Por isso mesmo, já era de se esperar que eu fosse assistir a mais nova reencarnação da franquia, Matrix Resurrections, com certa resistência. O que de fato ocorreu. Mas, para minha surpresa, até que acabei gostando do novo filme, bem mais do que eu esperava. Pois a forma como ele parece se auto-parodiar, inclusive, às vezes, ironizando o próprio cansaço dos personagens principais em relação à trama original, torna o filme ligeiramente divertido.
Além disso, mesmo para um não-fã declarado do "universo Matrix", é impossível não admitir que seus personagens centrais: Neo (Keanu Reeves), Trinity (Carrie-Anne Moss) e Morpheus (Yahya Abdul Mateen II) são mesmo muito carismáticos.

Inclusive, a substituição do Morpheus original, vivido pelo veterano Lawrence Fishburne (Missão Resgate, 2021) pelo jovem Yahya Abdul (A Lenda de Candyman, 2021), deu mesmo um novo gás para o personagem. Embora seja fato que a saída de Fishburne da franquia se deu por um motivo nada nobre, ao qual nem convém mencionar aqui em detalhes.
Em termos técnicos, os efeitos especiais que permeiam boa parte de Matrix Resurrections, embora super competentes, já não impressionam com a mesma intensidade do que ocorria ao vermos, pela primeira vez, o filme original de 1999.

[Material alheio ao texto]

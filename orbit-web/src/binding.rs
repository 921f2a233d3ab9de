use std::cell::RefCell;
use std::rc::{Rc, Weak};

use glam::DVec2;
use orbit_core::{InputResponse, KeyCode, OrbitControls, PointerButton};
use wasm_bindgen::prelude::*;
use wasm_bindgen::JsCast;
use web_sys::{AddEventListenerOptions, Document, Event, EventTarget, KeyboardEvent, MouseEvent, WheelEvent};

type Listener = Closure<dyn FnMut(Event)>;

//
// ──────────────────────────────────────────────────────────────
//   DOM binding
//
//   contextmenu / mousedown / wheel / keydown live on the event
//   source for the binding's whole life. mousemove / mouseup go on
//   the document only while a gesture holds the capture, so a drag
//   keeps tracking after the pointer leaves the element.
// ──────────────────────────────────────────────────────────────
//

pub(crate) struct DomBinding
{
  controls: Rc<RefCell<OrbitControls>>,
  source: EventTarget,
  document: Document,
  handlers: RefCell<Option<Handlers>>,
}

struct Handlers
{
  context_menu: Listener,
  pointer_down: Listener,
  wheel: Listener,
  key_down: Listener,
  pointer_move: Listener,
  pointer_up: Listener,
}

impl DomBinding
{
  pub(crate) fn attach(
    controls: Rc<RefCell<OrbitControls>>,
    source: EventTarget,
    document: Document,
  ) -> Result<Rc<Self>, JsValue>
  {
    let binding = Rc::new(Self { controls, source, document, handlers: RefCell::new(None) });
    let weak = Rc::downgrade(&binding);

    let handlers = Handlers {
      context_menu: listener(&weak, Self::on_context_menu),
      pointer_down: listener(&weak, Self::on_pointer_down),
      wheel: listener(&weak, Self::on_wheel),
      key_down: listener(&weak, Self::on_key_down),
      pointer_move: listener(&weak, Self::on_pointer_move),
      pointer_up: listener(&weak, Self::on_pointer_up),
    };

    // preventDefault on wheel needs a non-passive listener
    let active = AddEventListenerOptions::new();
    active.set_passive(false);

    let source = &binding.source;
    source.add_event_listener_with_callback("contextmenu", as_fn(&handlers.context_menu))?;
    source.add_event_listener_with_callback("mousedown", as_fn(&handlers.pointer_down))?;
    source.add_event_listener_with_callback_and_add_event_listener_options(
      "wheel",
      as_fn(&handlers.wheel),
      &active,
    )?;
    source.add_event_listener_with_callback("keydown", as_fn(&handlers.key_down))?;

    *binding.handlers.borrow_mut() = Some(handlers);
    log::debug!("orbit controls attached");

    Ok(binding)
  }

  /// Remove every listener. Safe to call more than once.
  pub(crate) fn detach(&self)
  {
    let Some(handlers) = self.handlers.borrow_mut().take()
    else
    {
      return;
    };

    let source = &self.source;
    let removals = [
      source.remove_event_listener_with_callback("contextmenu", as_fn(&handlers.context_menu)),
      source.remove_event_listener_with_callback("mousedown", as_fn(&handlers.pointer_down)),
      source.remove_event_listener_with_callback("wheel", as_fn(&handlers.wheel)),
      source.remove_event_listener_with_callback("keydown", as_fn(&handlers.key_down)),
      self.document.remove_event_listener_with_callback("mousemove", as_fn(&handlers.pointer_move)),
      self.document.remove_event_listener_with_callback("mouseup", as_fn(&handlers.pointer_up)),
    ];

    for result in removals
    {
      if let Err(err) = result
      {
        log::warn!("failed to remove orbit listener: {err:?}");
      }
    }

    log::debug!("orbit controls detached");
  }

  //
  // ── Event handlers ──────────────────────────────────────────
  //

  fn on_context_menu(&self, event: &Event)
  {
    event.prevent_default();
  }

  fn on_pointer_down(&self, event: &Event)
  {
    let Some(mouse) = event.dyn_ref::<MouseEvent>()
    else
    {
      return;
    };

    let button = PointerButton::from_dom_button(mouse.button());
    let response = self.controls.borrow_mut().pointer_down(button, client_position(mouse));

    self.finish(event, response);
  }

  fn on_pointer_move(&self, event: &Event)
  {
    let Some(mouse) = event.dyn_ref::<MouseEvent>()
    else
    {
      return;
    };

    let movement = DVec2::new(f64::from(mouse.movement_x()), f64::from(mouse.movement_y()));
    let response = self.controls.borrow_mut().pointer_move(client_position(mouse), movement);

    self.finish(event, response);
  }

  fn on_pointer_up(&self, event: &Event)
  {
    let response = self.controls.borrow_mut().pointer_up();

    self.finish(event, response);
  }

  fn on_wheel(&self, event: &Event)
  {
    let Some(wheel) = event.dyn_ref::<WheelEvent>()
    else
    {
      return;
    };

    let response = self.controls.borrow_mut().wheel(wheel.delta_y());

    self.finish(event, response);
  }

  fn on_key_down(&self, event: &Event)
  {
    let Some(key) = event.dyn_ref::<KeyboardEvent>()
    else
    {
      return;
    };

    let response = self.controls.borrow_mut().key_down(KeyCode(key.key_code()));

    self.finish(event, response);
  }

  // Shared tail: suppress the default action and move the drag
  // listeners on or off the document.
  fn finish(&self, event: &Event, response: InputResponse)
  {
    if response.is_handled()
    {
      event.prevent_default();
    }

    let result = match response
    {
      InputResponse::CaptureStarted => self.set_drag_listeners(true),
      InputResponse::CaptureEnded => self.set_drag_listeners(false),
      _ => Ok(()),
    };

    if let Err(err) = result
    {
      log::warn!("failed to update drag listeners: {err:?}");
    }
  }

  fn set_drag_listeners(&self, attach: bool) -> Result<(), JsValue>
  {
    let handlers = self.handlers.borrow();
    let Some(handlers) = handlers.as_ref()
    else
    {
      return Ok(());
    };

    let document = &self.document;

    if attach
    {
      document.add_event_listener_with_callback("mousemove", as_fn(&handlers.pointer_move))?;
      document.add_event_listener_with_callback("mouseup", as_fn(&handlers.pointer_up))?;
    }
    else
    {
      document.remove_event_listener_with_callback("mousemove", as_fn(&handlers.pointer_move))?;
      document.remove_event_listener_with_callback("mouseup", as_fn(&handlers.pointer_up))?;
    }

    Ok(())
  }
}

impl Drop for DomBinding
{
  fn drop(&mut self)
  {
    self.detach();
  }
}

//
// ──────────────────────────────────────────────────────────────
//   Helpers
// ──────────────────────────────────────────────────────────────
//

// Handlers hold a weak reference so the binding can be dropped while
// the DOM still references the closures.
fn listener(binding: &Weak<DomBinding>, handle: fn(&DomBinding, &Event)) -> Listener
{
  let binding = binding.clone();

  Closure::wrap(Box::new(move |event: Event| {
    if let Some(binding) = binding.upgrade()
    {
      handle(&binding, &event);
    }
  }) as Box<dyn FnMut(Event)>)
}

fn as_fn(listener: &Listener) -> &js_sys::Function
{
  listener.as_ref().unchecked_ref()
}

fn client_position(event: &MouseEvent) -> DVec2
{
  DVec2::new(f64::from(event.client_x()), f64::from(event.client_y()))
}

#[cfg(all(test, target_arch = "wasm32"))]
mod tests
{
  use orbit_core::{Camera, GestureState};
  use wasm_bindgen_test::*;
  use web_sys::{Element, EventInit, MouseEventInit};

  use super::*;

  wasm_bindgen_test_configure!(run_in_browser);

  struct Fixture
  {
    controls: Rc<RefCell<OrbitControls>>,
    element: Element,
    document: Document,
    binding: Rc<DomBinding>,
  }

  fn fixture() -> Fixture
  {
    let document = web_sys::window().unwrap().document().unwrap();
    let element = document.create_element("div").unwrap();
    let controls = Rc::new(RefCell::new(OrbitControls::new(Camera::new(1.0))));
    let binding =
      DomBinding::attach(controls.clone(), element.clone().unchecked_into(), document.clone()).unwrap();

    Fixture { controls, element, document, binding }
  }

  fn mouse(kind: &str, button: i16, x: i32, y: i32) -> MouseEvent
  {
    let init = MouseEventInit::new();
    init.set_bubbles(true);
    init.set_cancelable(true);
    init.set_button(button);
    init.set_client_x(x);
    init.set_client_y(y);
    MouseEvent::new_with_mouse_event_init_dict(kind, &init).unwrap()
  }

  fn fire(target: &EventTarget, event: &Event)
  {
    target.dispatch_event(event).unwrap();
  }

  #[wasm_bindgen_test]
  fn drag_on_the_element_tracks_moves_on_the_document()
  {
    let f = fixture();

    fire(&f.element, &mouse("mousedown", 0, 0, 0));
    assert_eq!(f.controls.borrow().state(), GestureState::Rotate);

    fire(&f.document, &mouse("mousemove", 0, 100, 0));

    let expected = -2.0 * std::f64::consts::PI * 100.0 / 1800.0;
    assert!((f.controls.borrow().theta_delta() - expected).abs() < 1e-12);
  }

  #[wasm_bindgen_test]
  fn mouseup_takes_the_drag_listeners_off_the_document()
  {
    let f = fixture();

    fire(&f.element, &mouse("mousedown", 0, 0, 0));
    fire(&f.document, &mouse("mouseup", 0, 0, 0));
    assert!(!f.controls.borrow().is_capturing());

    // Capture started outside the DOM binding: no document listener
    // exists, so document moves must not reach the controller.
    f.controls.borrow_mut().pointer_down(PointerButton::Primary, DVec2::ZERO);
    fire(&f.document, &mouse("mousemove", 0, 100, 0));

    assert_eq!(f.controls.borrow().theta_delta(), 0.0);
  }

  #[wasm_bindgen_test]
  fn detached_binding_ignores_mousedown()
  {
    let f = fixture();

    f.binding.detach();
    fire(&f.element, &mouse("mousedown", 0, 0, 0));

    assert_eq!(f.controls.borrow().state(), GestureState::None);
    assert!(!f.controls.borrow().is_capturing());
  }

  #[wasm_bindgen_test]
  fn dropped_binding_ignores_mousedown()
  {
    let Fixture { controls, element, binding, .. } = fixture();

    drop(binding);
    fire(&element, &mouse("mousedown", 0, 0, 0));

    assert_eq!(controls.borrow().state(), GestureState::None);
  }

  #[wasm_bindgen_test]
  fn context_menu_is_suppressed()
  {
    let f = fixture();

    let init = EventInit::new();
    init.set_cancelable(true);
    let event = Event::new_with_event_init_dict("contextmenu", &init).unwrap();
    fire(&f.element, &event);

    assert!(event.default_prevented());
  }

  #[wasm_bindgen_test]
  fn handled_mousedown_prevents_default()
  {
    let f = fixture();

    let event = mouse("mousedown", 0, 0, 0);
    fire(&f.element, &event);
    assert!(event.default_prevented());

    let unknown = mouse("mousedown", 4, 0, 0);
    fire(&f.element, &unknown);
    assert!(!unknown.default_prevented());
  }
}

Merece destaque a competente direção de Lana Wachowski (O Destino de Júpiter, 2015), aqui assumindo o comando de tudo, longe de sua irmã Lilly Wachowski, velha parceira na concepção e direção dos episódios anteriores da franquia.
O ex-galã Keanu Reeves mostra ter adquirido maturidade como ator ao viver novamente o protagonista Neo, apesar de seu estilo sempre discreto de atuação.

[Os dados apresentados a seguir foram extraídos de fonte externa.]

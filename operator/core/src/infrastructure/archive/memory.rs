// Copyright (c) 2026 100monkeys.ai
// SPDX-License-Identifier: AGPL-3.0

//! In-Memory Object Store
//!
//! Process-local implementation of [`ObjectStore`] for single-node
//! development and testing. Everything lives in one map behind a lock and is
//! gone when the process exits; not suitable for any deployment that needs a
//! backup to survive.

use std::collections::BTreeMap;
use std::sync::{Arc, RwLock};

use async_trait::async_trait;
use bytes::Bytes;

use crate::domain::archive::{ArchiveError, ObjectStore};

/// In-process keyed-blob store.
#[derive(Default)]
pub struct InMemoryStore {
    objects: Arc<RwLock<BTreeMap<String, Bytes>>>,
}

impl InMemoryStore {
    pub fn new() -> Self {
        Self::default()
    }

    fn read(&self) -> std::sync::RwLockReadGuard<'_, BTreeMap<String, Bytes>> {
        self.objects.read().unwrap_or_else(|e| e.into_inner())
    }

    fn write(&self) -> std::sync::RwLockWriteGuard<'_, BTreeMap<String, Bytes>> {
        self.objects.write().unwrap_or_else(|e| e.into_inner())
    }
}

#[async_trait]
impl ObjectStore for InMemoryStore {
    async fn put(&self, key: &str, payload: Bytes) -> Result<(), ArchiveError> {
        self.write().insert(key.to_string(), payload);
        Ok(())
    }

    async fn get(&self, key: &str) -> Result<Bytes, ArchiveError> {
        self.read()
            .get(key)
            .cloned()
            .ok_or_else(|| ArchiveError::NotFound(key.to_string()))
    }

    async fn delete(&self, key: &str) -> Result<(), ArchiveError> {
        self.write().remove(key);
        Ok(())
    }

    async fn list(&self, prefix: &str) -> Result<Vec<String>, ArchiveError> {
        Ok(self
            .read()
            .keys()
            .filter(|k| k.starts_with(prefix))
            .cloned()
            .collect())
    }

    async fn total_size(&self, prefix: &str) -> Result<i64, ArchiveError> {
        Ok(self
            .read()
            .iter()
            .filter(|(k, _)| k.starts_with(prefix))
            .map(|(_, v)| v.len() as i64)
            .sum())
    }
}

Enfim, embora não traga grandes novidades técnicas ou mesmo temáticas, Matrix Resurrections, sem dúvida, constitui um prato cheio para os hoje "tiozões" fãs da já clássica franquia, lhes entregando muita ação, pirotecnia e personagens carismáticos com os quais se habituaram viver por mais de duas décadas. E realmente não cansa nem um pouco, apesar de suas quase 2 horas e meia de duração.